ENTRIES SHOWN ::
☆ ☆ ☆ ☆ ☆ ☆ ☆

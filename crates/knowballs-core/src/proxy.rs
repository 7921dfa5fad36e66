use anyhow::Context;
use reqwest::{Client, StatusCode};
use serde_json::Value;
use tracing::{info, warn};

use crate::error::ApiError;

#[derive(Debug, Clone, Copy, PartialEq, Eq)]
pub enum UpstreamEnv {
    Dev,
    Prod,
}

impl UpstreamEnv {
    /// Anything other than an explicit `prod` selects the dev endpoint.
    pub fn select(raw: Option<&str>) -> Self {
        match raw {
            Some("prod") => UpstreamEnv::Prod,
            _ => UpstreamEnv::Dev,
        }
    }

    pub fn as_str(self) -> &'static str {
        match self {
            UpstreamEnv::Dev => "dev",
            UpstreamEnv::Prod => "prod",
        }
    }
}

#[derive(Debug, Clone)]
pub struct UpstreamEndpoints {
    pub dev: String,
    pub prod: String,
}

impl UpstreamEndpoints {
    pub fn url_for(&self, env: UpstreamEnv) -> &str {
        match env {
            UpstreamEnv::Dev => &self.dev,
            UpstreamEnv::Prod => &self.prod,
        }
    }
}

/// Forwards queries to the inference API. No retries and no timeout beyond
/// the client default; the upstream body is relayed untouched.
#[derive(Debug, Clone)]
pub struct InferenceProxy {
    client: Client,
    endpoints: UpstreamEndpoints,
}

impl InferenceProxy {
    pub fn new(endpoints: UpstreamEndpoints) -> Self {
        Self {
            client: Client::new(),
            endpoints,
        }
    }

    pub fn endpoints(&self) -> &UpstreamEndpoints {
        &self.endpoints
    }

    pub async fn forward(
        &self,
        env: UpstreamEnv,
        mode: &str,
        body: Value,
    ) -> Result<Value, ApiError> {
        let payload = with_mode(body, mode)?;
        let url = self.endpoints.url_for(env);
        info!(env = env.as_str(), %url, %mode, "forwarding query to inference API");

        let response = self
            .client
            .post(url)
            .json(&payload)
            .send()
            .await
            .context("inference API request failed")?;

        let status = response.status();
        if !status.is_success() {
            warn!(
                env = env.as_str(),
                status = status.as_u16(),
                reason = status.canonical_reason().unwrap_or_default(),
                "inference API returned error status"
            );
            return Err(ApiError::Upstream(mirror_status(status)));
        }

        let data = response
            .json::<Value>()
            .await
            .context("inference API returned a non-JSON body")?;
        Ok(data)
    }
}

fn mirror_status(status: StatusCode) -> axum::http::StatusCode {
    axum::http::StatusCode::from_u16(status.as_u16())
        .unwrap_or(axum::http::StatusCode::BAD_GATEWAY)
}

/// The client body with `mode` set, overriding any client-supplied value.
pub fn with_mode(body: Value, mode: &str) -> Result<Value, ApiError> {
    let Value::Object(mut fields) = body else {
        return Err(ApiError::Validation(
            "Request body must be a JSON object".to_owned(),
        ));
    };
    fields.insert("mode".to_owned(), Value::String(mode.to_owned()));
    Ok(Value::Object(fields))
}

☆ ☆ ☆ ☆ ☆ ☆ ☆

PROBLEM TO WORK ON :: The total, and only the total: count the lines above that contain "http".

RESPONSE :: 3